The Fish

Steve Adams
7 min readAug 14, 2016

By Steve Adams

Come daybreak, Ida knew what they’d find — Jake standing over 120 of his cattle he’d managed to pen and shoot, one by one. She knew full well that he’d lost his mind and she’d never have him back. She knew that she was now a widow.

Her porch light showed two cows that had escaped, standing in the black morning near the ranchhouse and looking out towards Jake’s hissing kerosene lantern, the only other light for five miles. She clicked off her light and sat in her porch rocker.

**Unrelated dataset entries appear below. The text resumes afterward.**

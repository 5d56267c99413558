//! Builds the system instruction sent to the response generator.
//!
//! The instruction is a base persona, then one adaptive block per selected
//! profile (in catalog order), then the document context and the rule that the
//! answer must come from it.

use crate::profile::{
    FOCUS_AND_ORGANIZATION, MATH_AND_NUMERACY, READING_AND_LANGUAGE, STANDARD, SelectionState,
    VISION_AND_SCREEN_READER, WRITING_AND_EXPRESSION,
};

const BASE_PERSONA: &str = "You are an **Accessible Study Assistant** with expertise in \
    mathematics and pedagogy. Your primary goal is to answer the user's question clearly \
    and in a way that suits how they learn. ";

/// The answer given when the document does not cover the question.
pub const NOT_FOUND_ANSWER: &str = "I'm sorry, I could not find the answer in the provided document.";

const ADAPTIVE_BLOCKS: [(&str, &str); 6] = [
    (
        STANDARD,
        "Answer clearly and accurately, using standard academic language. \
         For math problems, provide a detailed, step-by-step solution.",
    ),
    (
        READING_AND_LANGUAGE,
        "The student needs reading and language support. \
         1. Simplify all complex sentences (use a maximum 8th-grade reading level). \
         2. **Bold** all key terms and operation words. \
         3. Use short paragraphs and clear visual spacing. \
         4. Maintain a friendly and encouraging tone.",
    ),
    (
        WRITING_AND_EXPRESSION,
        "The student needs writing and expression support. \
         1. Organize the answer as a short outline with headings. \
         2. Offer sentence starters the student can reuse in their own words. \
         3. Show one example of how to phrase the key idea.",
    ),
    (
        VISION_AND_SCREEN_READER,
        "The student uses a screen reader. \
         1. Write linear text that reads naturally aloud. \
         2. Do not use tables, ASCII art or emoji. \
         3. Describe any figure, graph or symbol in words. \
         4. Spell out mathematical notation the first time it appears.",
    ),
    (
        MATH_AND_NUMERACY,
        "The student needs math and numeracy support. Be a supportive math tutor: \
         1. Break down all explanations and solutions into a clear, numbered, step-by-step checklist. \
         2. Provide a simple, real-world analogy for the core concept. \
         3. Use bold text and bullet points to organize information. \
         4. Keep sentences direct and concise to manage cognitive load.",
    ),
    (
        FOCUS_AND_ORGANIZATION,
        "The student needs focus and organization support. Be a structured tutor: \
         1. Start with a brief, single-sentence summary of the answer. \
         2. Follow with a clear, numbered, step-by-step checklist. \
         3. Use short paragraphs and bold key terms. \
         4. Do not offer extraneous information; stay focused on the explicit question.",
    ),
];

/// Builds the instruction for `selection`, grounding it in `document_text` when given.
pub fn system_instruction(selection: &SelectionState, document_text: Option<&str>) -> String {
    let mut instruction = String::from(BASE_PERSONA);

    let blocks: Vec<&str> = ADAPTIVE_BLOCKS
        .iter()
        .filter(|(id, _)| selection.contains(id))
        .map(|(_, block)| *block)
        .collect();
    instruction.push_str(&blocks.join("\n\n"));

    match document_text.map(str::trim).filter(|t| !t.is_empty()) {
        Some(context) => {
            instruction.push_str("\n\n--- DOCUMENT CONTEXT START ---\n\n");
            instruction.push_str(context);
            instruction.push_str("\n\n--- DOCUMENT CONTEXT END ---\n\n");
            instruction.push_str(
                "**CRITICAL CONSTRAINT:** Answer the user's question *strictly* using the \
                 information in the 'DOCUMENT CONTEXT' above. Do not use external knowledge. \
                 If the context does not contain the answer, state: '",
            );
            instruction.push_str(NOT_FOUND_ANSWER);
            instruction.push_str("' Apply all accessibility rules to your final answer.");
        }
        None => {
            instruction.push_str("\n\nApply all accessibility rules to your final answer.");
        }
    }

    instruction
}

She’d called the sheriff, but by the time he got there Jake was two-thirds finished and they couldn’t see him in the dark and “besides,” as the sheriff said, “they’re his cows anyway. No point in pushing a man into taking a shot at you.” So he parked his patrol car up the dirt road and decided to wait for daylight.

A gunshot sounded from the corral and echoed off a mountain bluff a mile away. In the silence that followed, Ida heard the sheriff’s radio crackle once, and then his voice calm and quiet, saying he’d presently be bringing Jake in. There was a garbled and mechanical reply, then the radio was turned off. The only indication of the sheriff in the darkness was the red pinpoint of his cigarette where he stood waiting outside his car. “He’ll simmer down,” he’d told her, “after he finishes.”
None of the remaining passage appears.